COV sur les variétés, brevets sur les gènes
« Contrairement au COV, le brevet peut aller plus loin que la semence, explique Roland Petit-Pigeard. Le produit de transformation de la récolte de la variété brevetée peut également faire l´objet d´un brevet. D´ailleurs, ce qui intéresse les obtenteurs ayant recours au système de brevet, ce n´est pas tant d´avoir un retour sur investissement sur la commercialisation des semences qui restera limité mais sur le produit de transformation ou transformé, comme une farine avec des caractères spécifiques par exemple, sur lequel l´assiette de perception sera infiniment supérieure. »

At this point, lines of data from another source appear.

//! Ledger-specific types and error definitions.

use serde::{Deserialize, Serialize};
use std::fmt;
use thiserror::Error;

pub use crate::config::schema::NetworkConfig;

/// Ledger account identifier (`G...` strkey) for strong typing.
#[derive(Debug, Clone, PartialEq, Eq)]
pub struct AccountId(stellar_strkey::ed25519::PublicKey);

impl AccountId {
    /// Parse and checksum-verify a `G...` account strkey.
    pub fn parse(s: &str) -> BlockchainResult<Self> {
        stellar_strkey::ed25519::PublicKey::from_string(s)
            .map(Self)
            .map_err(|e| BlockchainError::InvalidAddress(format!("'{}': {}", s, e)))
    }

    /// Build from raw ed25519 public key bytes.
    pub fn from_bytes(bytes: [u8; 32]) -> Self {
        Self(stellar_strkey::ed25519::PublicKey(bytes))
    }

    /// Raw ed25519 public key bytes.
    pub fn as_bytes(&self) -> &[u8; 32] {
        &self.0 .0
    }
}

impl fmt::Display for AccountId {
    fn fmt(&self, f: &mut fmt::Formatter<'_>) -> fmt::Result {
        write!(f, "{}", self.0.to_string())
    }
}

/// Contract identifier (`C...` strkey).
#[derive(Debug, Clone, PartialEq, Eq)]
pub struct ContractId(stellar_strkey::Contract);

impl ContractId {
    /// Parse and checksum-verify a `C...` contract strkey.
    pub fn parse(s: &str) -> BlockchainResult<Self> {
        stellar_strkey::Contract::from_string(s)
            .map(Self)
            .map_err(|e| BlockchainError::InvalidAddress(format!("'{}': {}", s, e)))
    }

    /// Build from the raw 32-byte contract hash.
    pub fn from_bytes(bytes: [u8; 32]) -> Self {
        Self(stellar_strkey::Contract(bytes))
    }

    /// Raw 32-byte contract hash.
    pub fn as_bytes(&self) -> &[u8; 32] {
        &self.0 .0
    }
}

impl fmt::Display for ContractId {
    fn fmt(&self, f: &mut fmt::Formatter<'_>) -> fmt::Result {
        write!(f, "{}", self.0.to_string())
    }
}

/// Errors that can occur during ledger operations.
#[derive(Debug, Error)]
pub enum BlockchainError {
    /// RPC connection or request failed.
    #[error("RPC error: {0}")]
    Rpc(String),

    /// RPC request timed out.
    #[error("RPC timeout after {0} seconds")]
    Timeout(u64),

    /// The account does not exist on the ledger.
    #[error("Account not found: {0}")]
    AccountNotFound(String),

    /// Wire encoding or decoding failed.
    #[error("XDR error: {0}")]
    Xdr(String),

    /// Malformed account or contract identifier.
    #[error("Invalid address {0}")]
    InvalidAddress(String),

    /// Transaction did not settle within the confirmation deadline.
    #[error("Transaction not confirmed after {0} seconds")]
    ConfirmationTimeout(u64),

    /// Confirmation wait was cancelled by the caller.
    #[error("Confirmation wait cancelled")]
    Cancelled,
}

impl From<stellar_xdr::curr::Error> for BlockchainError {
    fn from(e: stellar_xdr::curr::Error) -> Self {
        BlockchainError::Xdr(e.to_string())
    }
}

/// Result type for ledger operations.
pub type BlockchainResult<T> = Result<T, BlockchainError>;

/// Current on-ledger state of an account needed to sequence a transaction.
#[derive(Debug, Clone, PartialEq, Eq)]
pub struct AccountState {
    /// The account.
    pub account_id: AccountId,
    /// Current sequence number; the next transaction uses `sequence + 1`.
    pub sequence: i64,
}

/// Result of `simulateTransaction`.
#[derive(Debug, Clone, Default, Deserialize, Serialize)]
#[serde(rename_all = "camelCase", default)]
pub struct SimulationResponse {
    /// Present when the simulation failed.
    pub error: Option<String>,
    /// Base64 `SorobanTransactionData` footprint.
    pub transaction_data: Option<String>,
    /// Minimum resource fee in stroops (string-encoded by the RPC).
    pub min_resource_fee: Option<String>,
    /// Per-operation results.
    pub results: Vec<SimulationResult>,
    /// Ledger the simulation ran against.
    pub latest_ledger: u32,
}

impl SimulationResponse {
    /// Base64 return value of the first (only) host function, if any.
    pub fn return_value(&self) -> Option<&str> {
        self.results
            .first()
            .map(|r| r.xdr.as_str())
            .filter(|xdr| !xdr.is_empty())
    }
}

/// Per-operation simulation result.
#[derive(Debug, Clone, Default, Deserialize, Serialize)]
#[serde(default)]
pub struct SimulationResult {
    /// Base64 `SorobanAuthorizationEntry` values required by the invocation.
    pub auth: Vec<String>,
    /// Base64 `ScVal` return value.
    pub xdr: String,
}

/// Immediate status returned by `sendTransaction`.
#[derive(Debug, Clone, Copy, PartialEq, Eq, Deserialize, Serialize)]
#[serde(rename_all = "SCREAMING_SNAKE_CASE")]
pub enum SendStatus {
    Pending,
    Duplicate,
    TryAgainLater,
    Error,
    #[serde(other)]
    Unknown,
}

/// Result of `sendTransaction`.
#[derive(Debug, Clone, Deserialize, Serialize)]
#[serde(rename_all = "camelCase")]
pub struct SendResponse {
    pub status: SendStatus,
    pub hash: String,
    #[serde(default)]
    pub error_result_xdr: Option<String>,
}

/// Settled (or not yet visible) status returned by `getTransaction`.
#[derive(Debug, Clone, Copy, PartialEq, Eq, Deserialize, Serialize)]
#[serde(rename_all = "SCREAMING_SNAKE_CASE")]
pub enum TransactionStatus {
    Success,
    NotFound,
    Failed,
    #[serde(other)]
    Unknown,
}

impl fmt::Display for TransactionStatus {
    fn fmt(&self, f: &mut fmt::Formatter<'_>) -> fmt::Result {
        let s = match self {
            TransactionStatus::Success => "SUCCESS",
            TransactionStatus::NotFound => "NOT_FOUND",
            TransactionStatus::Failed => "FAILED",
            TransactionStatus::Unknown => "UNKNOWN",
        };
        f.write_str(s)
    }
}

/// Result of `getTransaction`.
#[derive(Debug, Clone, Deserialize, Serialize)]
#[serde(rename_all = "camelCase")]
pub struct TransactionResponse {
    pub status: TransactionStatus,
    #[serde(default)]
    pub ledger: Option<u32>,
}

Faut-il le rappeler ? L´utilisation d´une variété brevetée n´est pas libre. Il faut l´accord du détenteur du brevet pour utiliser la variété dans un schéma de création variétale, à titre expérimental ou pour l´utilisation des semences, même à des fins non commerciales. Avoir cet accord signifie s´acquitter de droits pour utiliser une variété. Pour Roland Petit-Pigeard : « Si on ne peut exploiter et utiliser librement pour la recherche et la sélection un produit breveté comme les variétés transgéniques, il y a risque de tarissement des ressources génétiques et de leur diversité. »

Limagrain a des activités aussi bien en Europe qu´aux États-Unis. Grégoire Berthe nous livre la position du groupe semencier dans le débat sur la protection des obtentions végétales : « Nous défendons l´usage du COV tant au niveau européen qu´international car ce système a l´avantage de permettre la protection des créations du sélectionneur et l´accès de ces créations aux autres obtenteurs. Avec le brevet, le non-accès à une variété pendant vingt ans risque d´influer négativement sur la dynamique de la création variétale. Mais nous sommes favorables aux brevets sur les gènes. Clairement, nous sommes pour une séparation des systèmes de protection avec d´une part, le COV sur les variétés et d´autre part, le brevet sur les gènes. »


(1) Société coopérative d´intérêt collectif agricole anonyme des obtenteurs de variétés végétales.